## DATA SHOWN
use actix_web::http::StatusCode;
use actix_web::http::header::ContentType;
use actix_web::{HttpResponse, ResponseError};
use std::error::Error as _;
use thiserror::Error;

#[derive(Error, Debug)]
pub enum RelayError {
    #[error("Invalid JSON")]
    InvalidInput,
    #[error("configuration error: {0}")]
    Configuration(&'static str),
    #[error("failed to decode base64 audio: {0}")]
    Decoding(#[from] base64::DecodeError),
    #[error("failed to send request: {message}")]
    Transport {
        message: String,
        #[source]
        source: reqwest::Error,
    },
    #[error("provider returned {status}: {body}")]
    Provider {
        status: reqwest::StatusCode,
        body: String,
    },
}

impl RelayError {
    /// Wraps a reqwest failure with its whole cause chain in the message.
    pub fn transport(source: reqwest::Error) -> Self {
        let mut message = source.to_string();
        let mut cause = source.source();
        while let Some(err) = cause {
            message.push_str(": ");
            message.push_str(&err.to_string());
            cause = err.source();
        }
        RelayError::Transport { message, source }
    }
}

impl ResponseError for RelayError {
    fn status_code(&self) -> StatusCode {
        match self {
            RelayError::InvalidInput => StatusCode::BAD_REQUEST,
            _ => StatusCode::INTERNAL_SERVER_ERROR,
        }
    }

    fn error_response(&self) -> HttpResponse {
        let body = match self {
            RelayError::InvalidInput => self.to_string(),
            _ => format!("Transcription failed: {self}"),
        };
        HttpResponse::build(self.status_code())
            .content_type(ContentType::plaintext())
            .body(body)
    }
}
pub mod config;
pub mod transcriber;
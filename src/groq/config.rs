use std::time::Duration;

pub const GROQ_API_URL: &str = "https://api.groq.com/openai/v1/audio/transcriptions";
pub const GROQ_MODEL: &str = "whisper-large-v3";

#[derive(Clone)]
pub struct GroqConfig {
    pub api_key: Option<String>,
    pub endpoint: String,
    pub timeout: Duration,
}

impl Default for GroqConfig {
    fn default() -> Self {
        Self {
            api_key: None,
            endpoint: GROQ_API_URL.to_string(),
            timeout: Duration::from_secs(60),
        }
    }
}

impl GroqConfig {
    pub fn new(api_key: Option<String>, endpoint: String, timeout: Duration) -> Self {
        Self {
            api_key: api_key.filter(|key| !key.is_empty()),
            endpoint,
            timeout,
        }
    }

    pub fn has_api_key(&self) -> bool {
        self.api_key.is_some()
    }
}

## WHAT THE TASK ASKS
In the answer, include exactly the lines from the line containing "#[derive(Clone)]" through the end of the data, and nothing else.

## WORKED SOLUTION
#[derive(Clone)]
pub struct GroqConfig {
    pub api_key: Option<String>,
    pub endpoint: String,
    pub timeout: Duration,
}

impl Default for GroqConfig {
    fn default() -> Self {
        Self {
            api_key: None,
            endpoint: GROQ_API_URL.to_string(),
            timeout: Duration::from_secs(60),
        }
    }
}

impl GroqConfig {
    pub fn new(api_key: Option<String>, endpoint: String, timeout: Duration) -> Self {
        Self {
            api_key: api_key.filter(|key| !key.is_empty()),
            endpoint,
            timeout,
        }
    }

    pub fn has_api_key(&self) -> bool {
        self.api_key.is_some()
    }
}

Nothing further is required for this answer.